Thinking of the recent conversation on ntp daemon precision and reliability here on nanog, reminded me of: https://www.pitt-pladdy.com/blog/_20140826-094101_0100_NTP_Monitoring_on_Cac... There's a tiny shell script linked there on github which does nothing more than run "ntpq -p" on your ntpd and parse the results of the 9th and 10th columns (jitter an offset) into milliseconds. On a typical debian system you'll need to install the 'bc' package for command line calculations. Of course no need to use Cacti, though the XML template is ready to use. You can use the newly exposed OIDs via SNMP with opennms or some other charting/graphing system, or even something totally non RRA/RRDtool based such as collectd and a time series database for long term storage of data on a 60-second poller interval. Another thing you can do with 'extend' is monitor an openvpn daemon. There's no built in SNMP support in openvpn but it can be configured to listen for a management CLI on localhost. Run tiny shell, perl or python scripts that do something as simple as parse the openvpn-status.log, spit out the list of currently active clients, pipe that into a one line script with sed and "wc -l", feed the integer into a SNMP charting/monitoring system. On Mon, May 23, 2016 at 2:13 PM, Wes Hardaker <wjhns61@hardakers.net> wrote:
Eric Kuhnke <eric.kuhnke@gmail.com> writes:
http://www.adventuresinoss.com/2009/09/30/the-many-uses-of-net-snmp/
Ha! I've never seen that article, thanks for pointing it out.

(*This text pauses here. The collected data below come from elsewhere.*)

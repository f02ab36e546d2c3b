use crate::llm::TokenUsage;
use serde::Serialize;

/// USD per input token.
pub const INPUT_TOKEN_RATE_USD: f64 = 0.000003;
/// USD per output token.
pub const OUTPUT_TOKEN_RATE_USD: f64 = 0.000015;

#[derive(Debug, Clone, Copy, PartialEq, Default, Serialize)]
pub struct CostEstimate {
    pub input_tokens: u32,
    pub output_tokens: u32,
    pub dollars: f64,
}

impl CostEstimate {
    pub fn from_usage(usage: &TokenUsage) -> Self {
        Self {
            input_tokens: usage.input_tokens,
            output_tokens: usage.output_tokens,
            dollars: estimate_dollars(usage.input_tokens, usage.output_tokens),
        }
    }
}

/// Linear in both token counts; no rounding.
pub fn estimate_dollars(input_tokens: u32, output_tokens: u32) -> f64 {
    input_tokens as f64 * INPUT_TOKEN_RATE_USD + output_tokens as f64 * OUTPUT_TOKEN_RATE_USD
}
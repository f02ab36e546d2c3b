use anyhow::{Context, Result};
use clap::Parser;
use reverse_coverage::config::{api_key_from_env, PipelineConfig};
use reverse_coverage::error::PipelineError;
use reverse_coverage::llm::AnthropicClient;
use reverse_coverage::pipeline::Pipeline;
use reverse_coverage::report::{preview_lines, PipelineReport};
use reverse_coverage::toolchain::CommandToolchain;
use std::path::PathBuf;
use std::process::ExitCode;
use tracing_subscriber::EnvFilter;

const LOG_ENV: &str = "REVCOV_LOG";
const RULE: &str = "═══════════════════════════════════════════════════════";

#[derive(Parser, Debug)]
#[command(
    name = "revcov",
    about = "Generate unit tests with an LLM and report the coverage delta",
    version
)]
struct Args {
    /// Config file (TOML). Defaults to <config dir>/revcov/config.toml if present
    #[arg(short, long)]
    config: Option<PathBuf>,

    /// Project checkout root
    #[arg(long)]
    root: Option<PathBuf>,

    /// File containing the method under test (defaults to the bundled sample)
    #[arg(long)]
    method_file: Option<PathBuf>,

    /// Model identifier
    #[arg(long)]
    model: Option<String>,

    /// Maximum output tokens for the generation call
    #[arg(long)]
    max_tokens: Option<u32>,

    /// Generation request timeout in seconds
    #[arg(long)]
    timeout_secs: Option<u64>,

    /// Write the full report as JSON to this path
    #[arg(short, long)]
    output: Option<PathBuf>,

    /// Lines of generated code to preview (0 to disable)
    #[arg(long, default_value_t = 35)]
    preview: usize,
}

impl Args {
    fn apply(&self, config: &mut PipelineConfig) {
        if let Some(root) = &self.root {
            config.project.root = root.clone();
        }
        if let Some(method_file) = &self.method_file {
            config.project.method_source = Some(method_file.clone());
        }
        if let Some(model) = &self.model {
            config.generation.model = model.clone();
        }
        if let Some(max_tokens) = self.max_tokens {
            config.generation.max_tokens = max_tokens;
        }
        if let Some(timeout_secs) = self.timeout_secs {
            config.generation.timeout_secs = timeout_secs;
        }
    }
}

fn init_tracing() {
    let filter = EnvFilter::try_from_env(LOG_ENV)
        .unwrap_or_else(|_| EnvFilter::new("reverse_coverage=info"));
    tracing_subscriber::fmt()
        .with_env_filter(filter)
        .with_target(false)
        .with_writer(std::io::stderr)
        .init();
}

fn main() -> ExitCode {
    let args = Args::parse();
    init_tracing();

    match run(&args) {
        Ok(()) => ExitCode::SUCCESS,
        Err(err) => {
            eprintln!("✗ Error: {:#}", err);
            ExitCode::FAILURE
        }
    }
}

fn run(args: &Args) -> Result<()> {
    let mut config = PipelineConfig::load_or_default(args.config.as_deref())?;
    args.apply(&mut config);
    config.validate()?;

    // Read once; nothing past this point touches the environment.
    let api_key = api_key_from_env()?;
    let client = AnthropicClient::new(api_key, config.generation.clone())
        .context("Failed to create generation client")?;
    let toolchain = CommandToolchain::new(&config.project);

    println!("{}", RULE);
    println!("   REVERSE COVERAGE");
    println!("{}", RULE);
    println!("Project: {}", config.project.root.display());
    println!("Model:   {}", config.generation.model);
    println!();

    match Pipeline::new(&config, toolchain, client).run() {
        Ok(report) => {
            print_report(&report, args.preview);
            if let Some(path) = &args.output {
                report.write_json(path)?;
                println!("Report written to {}", path.display());
            }
            Ok(())
        }
        Err(err) => {
            if let Some(baseline) = err.baseline() {
                println!("Baseline coverage: {:.1}%", baseline.percent());
            }
            if let PipelineError::Build { outcome } = &err {
                let stdout = outcome.stdout_tail();
                if !stdout.trim().is_empty() {
                    eprintln!("{}", stdout);
                }
            }
            Err(err.into())
        }
    }
}

fn print_report(report: &PipelineReport, preview: usize) {
    if preview > 0 {
        println!("Generated tests ({}):", report.artifact.path.display());
        let (lines, remaining) = preview_lines(&report.artifact.source_text, preview);
        for line in lines {
            println!("{}", line);
        }
        if remaining > 0 {
            println!("... ({} more lines) ...", remaining);
        }
        println!();
    }

    let test_run = &report.test_run;
    if !test_run.recognized {
        println!("Test output had no recognizable summary; raw output follows:");
        println!("{}", test_run.raw_output);
    }

    println!("{}", RULE);
    println!("   RESULTS");
    println!("{}", RULE);
    println!("Baseline coverage:  {:5.1}%", report.baseline.percent());
    println!("Improved coverage:  {:5.1}%", report.improved.percent());
    println!("Coverage delta:     {:+5.1}%", report.delta_points());
    if test_run.recognized {
        println!("Tests passed:       {}", test_run.passed);
        println!("Tests failed:       {}", test_run.failed);
        println!("Tests run:          {}", test_run.total());
    } else {
        println!("Tests passed:       unknown");
        println!("Tests failed:       unknown");
    }
    println!("Input tokens:       {}", report.cost.input_tokens);
    println!("Output tokens:      {}", report.cost.output_tokens);
    println!("Total tokens:       {}", report.artifact.token_usage.total());
    println!("Cost:               ${:.4}", report.cost.dollars);
    println!("{}", RULE);
}
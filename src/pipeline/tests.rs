use super::*;
use crate::llm::{GenerationOutput, TokenUsage};
use crate::runner::CommandOutcome;
use std::cell::{Cell, RefCell};
use std::path::PathBuf;
use tempfile::TempDir;

const GENERATED_REPLY: &str = "Here are the tests:\n```csharp\nusing Xunit;\nnamespace DemoCalc.Tests;\npublic class ClaudeGeneratedTests {}\n```\n";

/// Writes a canned coverage report per test run, in call order.
struct FakeToolchain {
    build_ok: bool,
    coverage_per_run: Vec<Option<f64>>,
    test_output: String,
    runs: RefCell<Vec<PathBuf>>,
}

impl FakeToolchain {
    fn new(baseline: Option<f64>, improved: Option<f64>) -> Self {
        Self {
            build_ok: true,
            coverage_per_run: vec![baseline, improved],
            test_output: "Passed!  - Failed: 0, Passed: 8, Skipped: 0, Total: 8".to_string(),
            runs: RefCell::new(Vec::new()),
        }
    }

    fn failing_build() -> Self {
        Self {
            build_ok: false,
            ..Self::new(None, None)
        }
    }
}

impl Toolchain for FakeToolchain {
    fn build(&self) -> CommandOutcome {
        CommandOutcome {
            name: "build".to_string(),
            success: self.build_ok,
            exit_code: Some(if self.build_ok { 0 } else { 1 }),
            stderr: if self.build_ok {
                String::new()
            } else {
                "error CS0103: The name 'Evalute' does not exist".to_string()
            },
            ..Default::default()
        }
    }

    fn run_tests(&self, results_dir: &Path) -> CommandOutcome {
        let index = self.runs.borrow().len();
        self.runs.borrow_mut().push(results_dir.to_path_buf());

        if let Some(Some(ratio)) = self.coverage_per_run.get(index) {
            let nested = results_dir.join(format!("run-{}", index));
            fs::create_dir_all(&nested).unwrap();
            fs::write(
                nested.join("coverage.cobertura.xml"),
                format!("<?xml version=\"1.0\"?>\n<coverage line-rate=\"{}\" branch-rate=\"0\">\n</coverage>", ratio),
            )
            .unwrap();
        }

        CommandOutcome {
            name: "test".to_string(),
            success: true,
            exit_code: Some(0),
            stdout: self.test_output.clone(),
            ..Default::default()
        }
    }
}

enum Reply {
    Text(&'static str),
    Timeout,
}

struct FakeGenerator {
    reply: Reply,
    calls: Cell<usize>,
    last_prompt: RefCell<String>,
}

impl FakeGenerator {
    fn new(reply: Reply) -> Self {
        Self {
            reply,
            calls: Cell::new(0),
            last_prompt: RefCell::new(String::new()),
        }
    }
}

impl TestGenerator for FakeGenerator {
    fn generate(&self, prompt: &str) -> Result<GenerationOutput, GenerationError> {
        self.calls.set(self.calls.get() + 1);
        *self.last_prompt.borrow_mut() = prompt.to_string();
        match self.reply {
            Reply::Text(text) => Ok(GenerationOutput {
                text: text.to_string(),
                usage: TokenUsage {
                    input_tokens: 800,
                    output_tokens: 1_900,
                },
            }),
            Reply::Timeout => Err(GenerationError::Timeout(30)),
        }
    }
}

fn config_in(dir: &TempDir) -> PipelineConfig {
    let mut config = PipelineConfig::default();
    config.project.root = dir.path().to_path_buf();
    config
}

#[test]
fn test_scenario_coverage_improves() {
    let dir = tempfile::tempdir().unwrap();
    let config = config_in(&dir);
    let toolchain = FakeToolchain::new(Some(0.40), Some(0.95));
    let generator = FakeGenerator::new(Reply::Text(GENERATED_REPLY));

    let report = Pipeline::new(&config, &toolchain, &generator).run().unwrap();

    assert_eq!(report.baseline.ratio, 0.40);
    assert_eq!(report.improved.ratio, 0.95);
    assert!((report.delta - 0.55).abs() < 1e-9);
    assert!((report.delta_points() - 55.0).abs() < 1e-6);
    assert_eq!(report.test_run.passed, 8);
    assert_eq!(report.test_run.failed, 0);
    assert!(report.test_run.recognized);
    assert_eq!(report.cost.input_tokens, 800);
    assert!((report.cost.dollars - (800.0 * 0.000003 + 1_900.0 * 0.000015)).abs() < 1e-12);
    assert_eq!(generator.calls.get(), 1);

    let written = fs::read_to_string(config.project.target_test_file_path()).unwrap();
    assert!(written.starts_with("using Xunit;"));
    assert!(written.ends_with("public class ClaudeGeneratedTests {}"));
    assert_eq!(report.artifact.source_text, written);

    let runs = toolchain.runs.borrow();
    assert_eq!(runs.len(), 2);
    assert_eq!(runs[0], config.project.baseline_results_path());
    assert_eq!(runs[1], config.project.improved_results_path());
}

#[test]
fn test_scenario_build_failure_skips_generation() {
    let dir = tempfile::tempdir().unwrap();
    let config = config_in(&dir);
    let toolchain = FakeToolchain::failing_build();
    let generator = FakeGenerator::new(Reply::Text(GENERATED_REPLY));

    let err = Pipeline::new(&config, &toolchain, &generator).run().unwrap_err();

    assert!(matches!(err, PipelineError::Build { .. }));
    assert_eq!(err.stage(), Stage::Build);
    assert!(err.to_string().contains("CS0103"));
    assert_eq!(generator.calls.get(), 0);
    assert!(toolchain.runs.borrow().is_empty());
    assert!(!config.project.target_test_file_path().exists());
}

#[test]
fn test_scenario_generation_timeout_keeps_baseline() {
    let dir = tempfile::tempdir().unwrap();
    let config = config_in(&dir);
    let toolchain = FakeToolchain::new(Some(0.40), Some(0.95));
    let generator = FakeGenerator::new(Reply::Timeout);

    let err = Pipeline::new(&config, &toolchain, &generator).run().unwrap_err();

    assert_eq!(err.stage(), Stage::Generate);
    assert_eq!(err.baseline(), Some(CoverageMeasurement::new(0.40)));
    assert!(matches!(
        err,
        PipelineError::Generation {
            source: GenerationError::Timeout(30),
            ..
        }
    ));
    // No rerun after a failed generation.
    assert_eq!(toolchain.runs.borrow().len(), 1);
    assert!(!config.project.target_test_file_path().exists());
}

#[test]
fn test_missing_baseline_report_is_zero() {
    let dir = tempfile::tempdir().unwrap();
    let config = config_in(&dir);
    let toolchain = FakeToolchain::new(None, Some(0.5));
    let generator = FakeGenerator::new(Reply::Text(GENERATED_REPLY));

    let report = Pipeline::new(&config, &toolchain, &generator).run().unwrap();

    assert_eq!(report.baseline.ratio, 0.0);
    assert!((report.delta - 0.5).abs() < 1e-9);
}

#[test]
fn test_regression_is_reported_as_negative_delta() {
    let dir = tempfile::tempdir().unwrap();
    let config = config_in(&dir);
    let toolchain = FakeToolchain::new(Some(0.8), Some(0.6));
    let generator = FakeGenerator::new(Reply::Text(GENERATED_REPLY));

    let report = Pipeline::new(&config, &toolchain, &generator).run().unwrap();

    assert!(report.delta < 0.0);
    assert!((report.delta + 0.2).abs() < 1e-9);
}

#[test]
fn test_unfenced_reply_written_verbatim() {
    let dir = tempfile::tempdir().unwrap();
    let config = config_in(&dir);
    let toolchain = FakeToolchain::new(Some(0.4), Some(0.9));
    let generator = FakeGenerator::new(Reply::Text("  using Xunit;\npublic class T {}\n"));

    let report = Pipeline::new(&config, &toolchain, &generator).run().unwrap();

    assert_eq!(report.artifact.source_text, "using Xunit;\npublic class T {}");
}

#[test]
fn test_empty_code_block_is_generation_failure() {
    let dir = tempfile::tempdir().unwrap();
    let config = config_in(&dir);
    let toolchain = FakeToolchain::new(Some(0.4), Some(0.9));
    let generator = FakeGenerator::new(Reply::Text("```csharp\n```"));

    let err = Pipeline::new(&config, &toolchain, &generator).run().unwrap_err();

    assert!(matches!(
        err,
        PipelineError::Generation {
            source: GenerationError::EmptyContent,
            ..
        }
    ));
}

#[test]
fn test_unrecognized_test_output_is_not_fatal() {
    let dir = tempfile::tempdir().unwrap();
    let config = config_in(&dir);
    let mut toolchain = FakeToolchain::new(Some(0.4), None);
    toolchain.test_output = "error CS1002: ; expected".to_string();
    let generator = FakeGenerator::new(Reply::Text(GENERATED_REPLY));

    let report = Pipeline::new(&config, &toolchain, &generator).run().unwrap();

    assert!(!report.test_run.recognized);
    assert!(report.test_run.raw_output.contains("CS1002"));
    assert_eq!(report.improved.ratio, 0.0);
}

#[test]
fn test_stale_results_are_cleared() {
    let dir = tempfile::tempdir().unwrap();
    let config = config_in(&dir);
    let stale = config.project.improved_results_path().join("old");
    fs::create_dir_all(&stale).unwrap();
    fs::write(stale.join("coverage.cobertura.xml"), "<coverage line-rate=\"1\">").unwrap();

    let toolchain = FakeToolchain::new(Some(0.4), None);
    let generator = FakeGenerator::new(Reply::Text(GENERATED_REPLY));

    let report = Pipeline::new(&config, &toolchain, &generator).run().unwrap();

    assert!(!stale.exists());
    assert_eq!(report.improved.ratio, 0.0);
}

#[test]
fn test_method_source_file_feeds_prompt() {
    let dir = tempfile::tempdir().unwrap();
    let mut config = config_in(&dir);
    fs::write(
        dir.path().join("Method.cs"),
        "public static int Add(int a, int b) => a + b;",
    )
    .unwrap();
    config.project.method_source = Some(PathBuf::from("Method.cs"));

    let toolchain = FakeToolchain::new(Some(0.4), Some(0.9));
    let generator = FakeGenerator::new(Reply::Text(GENERATED_REPLY));

    Pipeline::new(&config, &toolchain, &generator).run().unwrap();

    let prompt = generator.last_prompt.borrow();
    assert!(prompt.contains("Add(int a, int b)"));
    assert!(!prompt.contains("Evaluate"));
}

#[test]
fn test_missing_method_source_is_io_error() {
    let dir = tempfile::tempdir().unwrap();
    let mut config = config_in(&dir);
    config.project.method_source = Some(PathBuf::from("Nope.cs"));

    let toolchain = FakeToolchain::new(Some(0.4), Some(0.9));
    let generator = FakeGenerator::new(Reply::Text(GENERATED_REPLY));

    let err = Pipeline::new(&config, &toolchain, &generator).run().unwrap_err();

    assert!(matches!(
        err,
        PipelineError::Io {
            stage: Stage::Generate,
            ..
        }
    ));
    assert_eq!(err.baseline(), Some(CoverageMeasurement::new(0.4)));
    assert_eq!(generator.calls.get(), 0);
}

#[test]
fn test_unwritable_target_keeps_baseline() {
    let dir = tempfile::tempdir().unwrap();
    let mut config = config_in(&dir);
    fs::write(dir.path().join("blocker"), "not a directory").unwrap();
    config.project.target_test_file = PathBuf::from("blocker/ClaudeGeneratedTests.cs");

    let toolchain = FakeToolchain::new(Some(0.4), Some(0.9));
    let generator = FakeGenerator::new(Reply::Text(GENERATED_REPLY));

    let err = Pipeline::new(&config, &toolchain, &generator).run().unwrap_err();

    assert_eq!(err.stage(), Stage::Generate);
    assert!(matches!(err, PipelineError::Io { .. }));
    assert_eq!(err.baseline(), Some(CoverageMeasurement::new(0.4)));
    assert_eq!(generator.calls.get(), 1);
    assert_eq!(toolchain.runs.borrow().len(), 1);
}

Note that the performance of Net-SNMP's extensibility mechanisms should way into the decision. The fastest backend needs to be written in C, and embedded perl is an easy second. Beyond that, pass_persist is somewhere in the middle and pass/extend/other execs are the slowest because of the need to exec a command for every incoming request which is expensive. Great for bootstrapping and testing, but in the long run look to the better coding solutions.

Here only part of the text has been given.